The Federal Reserve Bank of Atlanta published a study in May 2026 that put a number on something most business leaders feel but cannot articulate. The top 10% of firms investing in AI plan to spend at least $2,800 per employee this year. The median firm plans to spend $200 or less. That is a fourteen-to-one ratio.
If you run a business and your AI budget falls closer to the $200 end, the instinct is to spend more. Write a bigger check. Close the gap with capital. That instinct is wrong. The spending gap is not the problem. It is the scoreboard. The problem is what the top spenders have been building underneath those numbers for the past 18 months while everyone else was running pilots.
The Numbers Say One Thing. The Reality Says Another.
Gartner projects worldwide AI spending will hit $2.59 trillion in 2026, up 47% from last year. That is not a rounding error. That is an industry-wide commitment at a scale most people have not internalized.
But spending is not the same as results. BCG estimates that roughly 5% of companies are generating outsized value from their AI investments. Close to 60% report little material return despite real spending.
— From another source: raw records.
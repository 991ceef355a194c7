use axum::{
    Json,
    extract::{Query, State},
};
use chrono::{Duration, Utc};
use serde::Deserialize;
use tracing::warn;

use forum_db::timestamp;
use forum_types::api::{CommunityStats, UserProfile};

use crate::error::ApiError;
use crate::{AppState, run_blocking, views};

const ACTIVE_WINDOW_DAYS: i64 = 30;
const THREAD_WINDOW_DAYS: i64 = 7;

/// GET /stats/community. Public; a store failure degrades to zeros.
pub async fn community(State(state): State<AppState>) -> Json<CommunityStats> {
    let now = Utc::now();
    let active_since = timestamp(now - Duration::days(ACTIVE_WINDOW_DAYS));
    let week_ago = timestamp(now - Duration::days(THREAD_WINDOW_DAYS));
    let until = timestamp(now + Duration::seconds(1));

    let result = run_blocking(&state, move |db| {
        Ok(CommunityStats {
            active_members: db.active_members_since(&active_since)?,
            threads_this_week: db.count_posts_between(&week_ago, &until)?,
        })
    })
    .await;

    match result {
        Ok(stats) => Json(stats),
        Err(e) => {
            warn!("Community stats unavailable: {}", e);
            Json(CommunityStats {
                active_members: 0,
                threads_this_week: 0,
            })
        }
    }
}

#[derive(Debug, Deserialize)]
pub struct TopUsersQuery {
    #[serde(default = "default_top_limit")]
    pub limit: i64,
}

fn default_top_limit() -> i64 {
    5
}

/// GET /stats/top-users. Staff accounts are left out and emails are hidden.
pub async fn top_users(
    State(state): State<AppState>,
    Query(query): Query<TopUsersQuery>,
) -> Result<Json<Vec<UserProfile>>, ApiError> {
    let limit = query.limit.clamp(1, 100);
    let rows = run_blocking(&state, move |db| Ok(db.top_users(limit)?)).await?;
    Ok(Json(rows.into_iter().map(|r| views::profile(r, false)).collect()))
}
The gap between capex and revenue growth is running at about 46%, according to Allianz Research. Companies are pouring money in. Most of them are not getting it back.
This is not an argument against AI spending. It is an argument that spending without operational change is a transfer of wealth from your balance sheet to your vendor’s revenue line.
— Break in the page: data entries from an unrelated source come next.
use std::path::PathBuf;

use anyhow::{Context, bail};

/// Placeholder JWT secrets that MUST NOT be used.
const PLACEHOLDER_SECRETS: &[&str] = &["change-me-to-a-random-string", "dev-secret-change-me"];

#[derive(Debug, Clone)]
pub struct Config {
    pub host: String,
    pub port: u16,
    pub db_path: PathBuf,
    pub jwt_secret: String,
    pub token_ttl_days: i64,
    pub cors_origins: Vec<String>,
    pub upload_dir: PathBuf,
    pub allow_admin_registration: bool,
}

fn var_or(name: &str, default: &str) -> String {
    std::env::var(name).unwrap_or_else(|_| default.into())
}

fn check_secret(secret: &str) -> anyhow::Result<()> {
    if secret.is_empty() || PLACEHOLDER_SECRETS.contains(&secret) {
        bail!("FORUM_JWT_SECRET is unset or still a placeholder; set it in your .env file");
    }
    Ok(())
}

fn parse_flag(name: &str, raw: &str) -> anyhow::Result<bool> {
    match raw.trim().to_ascii_lowercase().as_str() {
        "1" | "true" | "yes" | "on" => Ok(true),
        "" | "0" | "false" | "no" | "off" => Ok(false),
        other => bail!("{} must be true or false, got {:?}", name, other),
    }
}

/// Comma separated origins, blanks skipped.
pub fn parse_origins(raw: &str) -> Vec<String> {
    raw.split(',')
        .map(str::trim)
        .filter(|o| !o.is_empty())
        .map(String::from)
        .collect()
}

impl Config {
    pub fn from_env() -> anyhow::Result<Self> {
        let jwt_secret = std::env::var("FORUM_JWT_SECRET").unwrap_or_default();
        check_secret(&jwt_secret)?;

        let port: u16 = var_or("FORUM_PORT", "8000")
            .parse()
            .context("FORUM_PORT must be a port number")?;
        let token_ttl_days: i64 = var_or("FORUM_TOKEN_TTL_DAYS", "30")
            .parse()
            .context("FORUM_TOKEN_TTL_DAYS must be a whole number of days")?;
        if token_ttl_days < 1 {
            bail!("FORUM_TOKEN_TTL_DAYS must be at least 1");
        }
        let allow_admin_registration = parse_flag(
            "FORUM_ALLOW_ADMIN_REGISTRATION",
            &var_or("FORUM_ALLOW_ADMIN_REGISTRATION", "false"),
        )?;

        Ok(Self {
            host: var_or("FORUM_HOST", "0.0.0.0"),
            port,
            db_path: var_or("FORUM_DB_PATH", "forum.db").into(),
            jwt_secret,
            token_ttl_days,
            cors_origins: parse_origins(&var_or("FORUM_CORS_ORIGINS", "http://localhost:5173")),
            upload_dir: var_or("FORUM_UPLOAD_DIR", "./uploads").into(),
            allow_admin_registration,
        })
    }
}

#[cfg(test)]
mod tests {
    use super::*;

    #[test]
    fn origins_split_and_skip_blanks() {
        assert_eq!(
            parse_origins(" http://a.test, ,http://b.test ,"),
            vec!["http://a.test".to_string(), "http://b.test".to_string()]
        );
        assert!(parse_origins("").is_empty());
    }

    #[test]
    fn placeholder_secrets_are_rejected() {
        assert!(check_secret("").is_err());
        assert!(check_secret("dev-secret-change-me").is_err());
        assert!(check_secret("change-me-to-a-random-string").is_err());
        assert!(check_secret("c0ffee-and-a-long-random-tail").is_ok());
    }

    #[test]
    fn admin_registration_flag_defaults_off() {
        assert!(!parse_flag("F", "").unwrap());
        assert!(!parse_flag("F", "false").unwrap());
        assert!(parse_flag("F", " TRUE ").unwrap());
        assert!(parse_flag("F", "1").unwrap());
        assert!(parse_flag("F", "maybe").is_err());
    }
}
use axum::{
    Json,
    extract::{Query, State},
    response::IntoResponse,
};
use serde::Deserialize;
use tracing::warn;

use forum_db::Database;
use forum_types::api::{PointRecord, RankingResponse, UpdateProfileRequest, UserProfile};

use crate::error::ApiError;
use crate::middleware::AuthUser;
use crate::validate::{char_len, require_len};
use crate::{AppState, run_blocking, views};

// -- Rewards and costs --

pub const DAILY_LOGIN_BONUS: i64 = 1;
pub const CREATE_POST_REWARD: i64 = 10;
pub const CREATE_REPLY_REWARD: i64 = 5;
pub const POST_UPVOTED_REWARD: i64 = 2;
pub const REPLY_UPVOTED_REWARD: i64 = 1;
pub const CREATE_GROUP_REWARD: i64 = 20;
pub const PIN_POST_COST: i64 = 50;
pub const PRIVATE_GROUP_COST: i64 = 30;

const MAX_AVATAR_URL_LEN: usize = 100_000;

/// Pays a reward as a side effect. Failures are logged, never surfaced.
pub(crate) fn reward(db: &Database, user_id: &str, points: i64, reason: &str) {
    if let Err(e) = db.award_points(user_id, points, reason) {
        warn!(user_id, points, reason, "Failed to award points: {:#}", e);
    }
}

/// GET /points/profile
pub async fn get_profile(
    State(state): State<AppState>,
    user: AuthUser,
) -> Result<Json<UserProfile>, ApiError> {
    let profile = run_blocking(&state, move |db| {
        db.get_user_by_id(&user.id)?
            .ok_or_else(|| ApiError::not_found("User profile not found"))
    })
    .await?;
    Ok(Json(views::profile(profile, true)))
}

/// PATCH /points/profile
pub async fn update_profile(
    State(state): State<AppState>,
    user: AuthUser,
    Json(req): Json<UpdateProfileRequest>,
) -> Result<Json<UserProfile>, ApiError> {
    if req.username.is_none() && req.avatar_url.is_none() {
        return Err(ApiError::bad_request("No fields to update"));
    }

    let username = match req.username {
        Some(name) => {
            let name = name.trim().to_string();
            require_len("username", &name, 1, 50)?;
            Some(name)
        }
        None => None,
    };
    let avatar_url = match req.avatar_url {
        Some(url) => {
            if char_len(&url) > MAX_AVATAR_URL_LEN {
                return Err(ApiError::validation(format!(
                    "avatar_url must be at most {} characters",
                    MAX_AVATAR_URL_LEN
                )));
            }
            let url = url.trim().to_string();
            Some(if url.is_empty() { None } else { Some(url) })
        }
        None => None,
    };

    let updated = run_blocking(&state, move |db| {
        db.update_profile(
            &user.id,
            username.as_deref(),
            avatar_url.as_ref().map(|url| url.as_deref()),
        )?
        .ok_or_else(|| ApiError::not_found("User profile not found"))
    })
    .await?;
    Ok(Json(views::profile(updated, true)))
}

/// GET /points/ranking
pub async fn ranking(
    State(state): State<AppState>,
    user: AuthUser,
) -> Result<impl IntoResponse, ApiError> {
    let (ranking, total_users, total_points) =
        run_blocking(&state, move |db| Ok(db.ranking(&user.id)?)).await?;
    Ok(Json(RankingResponse {
        ranking,
        total_users,
        total_points,
    }))
}

#[derive(Debug, Deserialize)]
pub struct HistoryQuery {
    #[serde(default = "default_history_limit")]
    pub limit: i64,
}

fn default_history_limit() -> i64 {
    50
}

/// GET /points/history
pub async fn history(
    State(state): State<AppState>,
    user: AuthUser,
    Query(query): Query<HistoryQuery>,
) -> Result<impl IntoResponse, ApiError> {
    let limit = query.limit.clamp(1, 500);
    let rows = run_blocking(&state, move |db| Ok(db.point_history(&user.id, limit)?)).await?;
    let records: Vec<PointRecord> = rows
        .into_iter()
        .map(|r| PointRecord {
            id: r.id,
            user_id: r.user_id,
            points: r.points,
            reason: r.reason,
            created_at: r.created_at,
        })
        .collect();
    Ok(Json(records))
}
The Adoption Gap Is a Practice Gap
IBM’s 2026 CEO study found that 85% of employees now have access to AI tools. Only 25% use them regularly. That is a 61-point gap between availability and practice.
Publicis Sapient surveyed 1,550 AI decision-makers and found that 73% say AI is used regularly across business processes. But only 10% say AI is core to how their business actually operates. Regular use and operational integration are not the same thing. The difference between them is where value lives.
Writer’s enterprise report puts it more bluntly: 79% of organizations face challenges adopting AI, a double-digit increase from 2025. And 84% of companies have not redesigned jobs or workflows around AI. They bought the tools. They did not change the work.
Why This Compounds
The organizations at the top of that 14x spending curve are not just spending more money. They are building something that money cannot buy on a timeline: operational muscle.
Their teams have developed habits around AI. Their workflows incorporate agents and automation at the process level, not as add-ons. Their managers know how to direct AI work, not just approve AI purchases. That institutional knowledge compounds every quarter. Each new tool, each new model release, each capability improvement lands on top of an operational foundation that is already working.
For the organizations at the bottom of the curve, each new release lands on the same broken foundation. No workflows. No habits. No one who owns the process change. The capability is available. The ability to use it is not.
This is why the gap compounds. It is not a spending gap. It is a practice gap. And practice gaps widen with time because the practiced side gets faster while the unpracticed side stays still.
The 54% Number Nobody Is Talking About
Writer’s report included a statistic that deserves more attention: 54% of C-suite executives say that adopting AI is tearing their company apart.
That is not a technology problem. That is a change management failure happening in real time. Organizations tried to layer AI on top of existing operations without changing those operations. The result is friction, confusion, and internal resistance at the executive level.
The companies in that 5% generating outsized value did not avoid this friction by choosing better tools. They avoided it by redesigning the work before deploying the tool. They asked the operations question first. What changes in how we work? Who owns the new workflow? What do we stop doing? The tool came after the answers.
What This Means for the Next Six Months
If your organization is in the $200-per-employee range and you are planning to close the gap by increasing the budget, stop. More money will buy more licenses. It will not buy more capability.
The 14x spending leaders built their advantage through three things that are not on a vendor’s price sheet. First, someone owns the AI workflow in every department. Not the CTO. Not a committee. A person with authority over how the work gets done. Second, they redesigned at least one core process around AI before scaling. Not a pilot. A production workflow that replaced the old way of doing things. Third, they measured results at the operation level, not the tool level. Not “how many people logged in” but “how did the output change.”
None of those three things require $2,800 per employee. All of them require a decision that most organizations have not made yet.
The gap is fourteen to one today. In six months, for the organizations that still have not redesigned how their teams work, it will be wider. Not because the leaders spent more. Because they practiced more. And practice is the one thing you cannot purchase in Q4 when you finally decide to act.